- Born: George Karl Roubicek 25 May 1935 (age 91) Vienna, Austria
- Occupations: Actor, dialogue director, and script adapter
- Years active: 1957-2002
- Known for: The Tomb of the Cybermen; The Bedford Incident; The Dirty Dozen; Star Wars;
- Spouse: Mary Eberts (m. 1959)

= George Roubicek =

Austrian actor

George Karl Roubicek (born 25 May 1935) is an Austrian actor, and a dialogue director and script adaptor for English-language versions of foreign films and television shows. Born in Austria, Roubicek appeared in a number of small roles throughout the 1950s, '60s and '70s, including the films The Bedford Incident, Billion Dollar Brain and The Dirty Dozen. In 1967, he appeared in The Tomb of the Cybermen, a four-part Doctor Who serial. He played the part of Semenkin in The Champions (Reply Box No.666 episode, 1967). Roubicek had a small role in A New Hope, the first Star Wars film, as the Imperial Commander Praji. He also appeared in two James Bond films, You Only Live Twice and The Spy Who Loved Me.

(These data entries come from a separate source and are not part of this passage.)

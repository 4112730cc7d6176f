//! Verified identities and SPIFFE ID validation.
//!
//! A [`VerifiedIdentity`] is only ever produced by the token verifier; callers
//! cannot construct one from request data.

use std::fmt;

use crate::{Error, Result};

/// How the subject is encoded in the certificate's SAN extension.
#[derive(Debug, Clone, Copy, PartialEq, Eq, Hash)]
pub enum SubjectKind {
    /// rfc822Name SAN.
    Email,
    /// uniformResourceIdentifier SAN.
    Uri,
}

/// CI workflow attributes carried by GitHub Actions tokens.
#[derive(Debug, Clone, Default, PartialEq, Eq)]
pub struct WorkflowAttributes {
    pub trigger: Option<String>,
    pub sha: Option<String>,
    pub name: Option<String>,
    pub repository: Option<String>,
    pub git_ref: Option<String>,
}

/// An identity extracted from a token whose signature, lifetime and audience
/// have been checked.
#[derive(Debug, Clone, PartialEq, Eq)]
pub struct VerifiedIdentity {
    subject: String,
    issuer: String,
    kind: SubjectKind,
    workflow: Option<WorkflowAttributes>,
}

impl VerifiedIdentity {
    pub(crate) fn new(subject: String, issuer: String, kind: SubjectKind) -> Self {
        Self {
            subject,
            issuer,
            kind,
            workflow: None,
        }
    }

    pub(crate) fn with_workflow(mut self, workflow: WorkflowAttributes) -> Self {
        self.workflow = Some(workflow);
        self
    }

    /// Normalized subject (email address or URI).
    pub fn subject(&self) -> &str {
        &self.subject
    }

    /// Issuer URL the token was verified against.
    pub fn issuer(&self) -> &str {
        &self.issuer
    }

    pub fn kind(&self) -> SubjectKind {
        self.kind
    }

    pub fn workflow(&self) -> Option<&WorkflowAttributes> {
        self.workflow.as_ref()
    }
}

impl fmt::Display for VerifiedIdentity {
    fn fmt(&self, f: &mut fmt::Formatter<'_>) -> fmt::Result {
        write!(f, "{} (issuer {})", self.subject, self.issuer)
    }
}

/// A parsed `spiffe://trust-domain/path` identifier.
#[derive(Debug, Clone, PartialEq, Eq, Hash)]
pub struct SpiffeId {
    trust_domain: String,
    path: String,
}

/// Maximum SPIFFE ID length in bytes.
const MAX_SPIFFE_ID_LEN: usize = 2048;

impl SpiffeId {
    /// Parses and validates a SPIFFE ID.
    ///
    /// The trust domain may contain lowercase letters, digits, `.`, `-` and `_`,
    /// optionally followed by `:port`. The port is part of the trust domain.
    /// Path segments may contain only `[a-zA-Z0-9.-_]`, must not be empty and
    /// must not be `.` or `..`. Percent-encoding, query and fragment are rejected.
    pub fn parse(uri: &str) -> Result<Self> {
        if uri.len() > MAX_SPIFFE_ID_LEN {
            return Err(Error::InvalidSpiffeId(format!(
                "exceeds maximum length ({MAX_SPIFFE_ID_LEN} bytes): {} bytes",
                uri.len()
            )));
        }

        let rest = uri
            .strip_prefix("spiffe://")
            .ok_or_else(|| Error::InvalidSpiffeId(format!("missing spiffe:// scheme: {uri}")))?;

        let (trust_domain, path) = match rest.find('/') {
            Some(idx) => (&rest[..idx], &rest[idx..]),
            None => (rest, ""),
        };

        validate_trust_domain(trust_domain)?;

        if !path.is_empty() {
            for segment in path[1..].split('/') {
                validate_path_segment(segment)?;
            }
        }

        Ok(Self {
            trust_domain: trust_domain.to_string(),
            path: path.to_string(),
        })
    }

    pub fn trust_domain(&self) -> &str {
        &self.trust_domain
    }

    pub fn path(&self) -> &str {
        &self.path
    }
}

impl fmt::Display for SpiffeId {
    fn fmt(&self, f: &mut fmt::Formatter<'_>) -> fmt::Result {
        write!(f, "spiffe://{}{}", self.trust_domain, self.path)
    }
}

/// `host` or `host:port`; the port must be a decimal `u16`.
fn validate_trust_domain(trust_domain: &str) -> Result<()> {
    let (host, port) = match trust_domain.rsplit_once(':') {
        Some((host, port)) => (host, Some(port)),
        None => (trust_domain, None),
    };

    if host.is_empty() {
        return Err(Error::InvalidSpiffeId("empty trust domain".to_string()));
    }
    if !host.chars().all(|c| {
        c.is_ascii_lowercase() || c.is_ascii_digit() || c == '.' || c == '-' || c == '_'
    }) {
        return Err(Error::InvalidSpiffeId(format!(
            "invalid trust domain characters: {trust_domain}"
        )));
    }
    if let Some(port) = port {
        if !port.bytes().all(|b| b.is_ascii_digit()) || port.parse::<u16>().is_err() {
            return Err(Error::InvalidSpiffeId(format!(
                "invalid trust domain port: {trust_domain}"
            )));
        }
    }
    Ok(())
}

fn validate_path_segment(segment: &str) -> Result<()> {
    if segment.is_empty() {
        return Err(Error::InvalidSpiffeId("empty path segment".to_string()));
    }
    if segment == "." || segment == ".." {
        return Err(Error::InvalidSpiffeId(format!(
            "path segment cannot be a relative path modifier: {segment}"
        )));
    }
    for c in segment.chars() {
        if !c.is_ascii_alphanumeric() && c != '.' && c != '-' && c != '_' {
            return Err(Error::InvalidSpiffeId(format!(
                "path segment contains invalid character '{}' (only a-zA-Z0-9.-_ allowed): {segment}",
                if c.is_control() {
                    format!("\\x{:02x}", c as u32)
                } else {
                    c.to_string()
                }
            )));
        }
    }
    Ok(())
}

Although he continued acting in small roles during his later years, his later career was more focused on dubbing foreign films and television shows into English-language versions. He directed the dubbing of 13 previously unaired episodes of the cult Japanese series Monkey, a show he previously performed voice-acting for in the late 1970s. In 2008, he adapted the French animated film Azur & Asmar: The Princes' Quest to an English-language version.

== Early career ==
George Roubicek's West End debut came in Tea and Sympathy, Comedy Theatre, London in 1957. In the role of Al, he played opposite Elizabeth Sellars, Hy Hazell and two other actors making their debuts, Tim Seely and Keith Baxter. In 1958, he appeared in the original cast of the Agatha Christie play Verdict, where he played the role of Lester Cole, the student of a professor who has fled from prosecution in his home country. The play was first staged at the Strand Theatre in London on 22 May 1958. Roubicek's first film roles were bit parts in the late 1950s, including as a German prisoner in the 1957 British World War II film The One That Got Away, and a police constable in the 1959 murder mystery Blind Date. Roubicek continued performing in small roles in a number of films in the early 1960s. Among them were a cleaning service man in the 1962 British horror film Night of the Eagle, a Russian sentry in the 1963 British war film The Victors, and the character Lieutenant Berger in the 1965 American Cold War film The Bedford Incident. In 1967, he played Private Arthur James Gardner in The Dirty Dozen, an American war film and, to that point, by far his most impressive film credit, although his character is hanged only a few minutes into the film. That year, he also appeared in the British espionage film Billion Dollar Brain, where he played the small part of Edgar.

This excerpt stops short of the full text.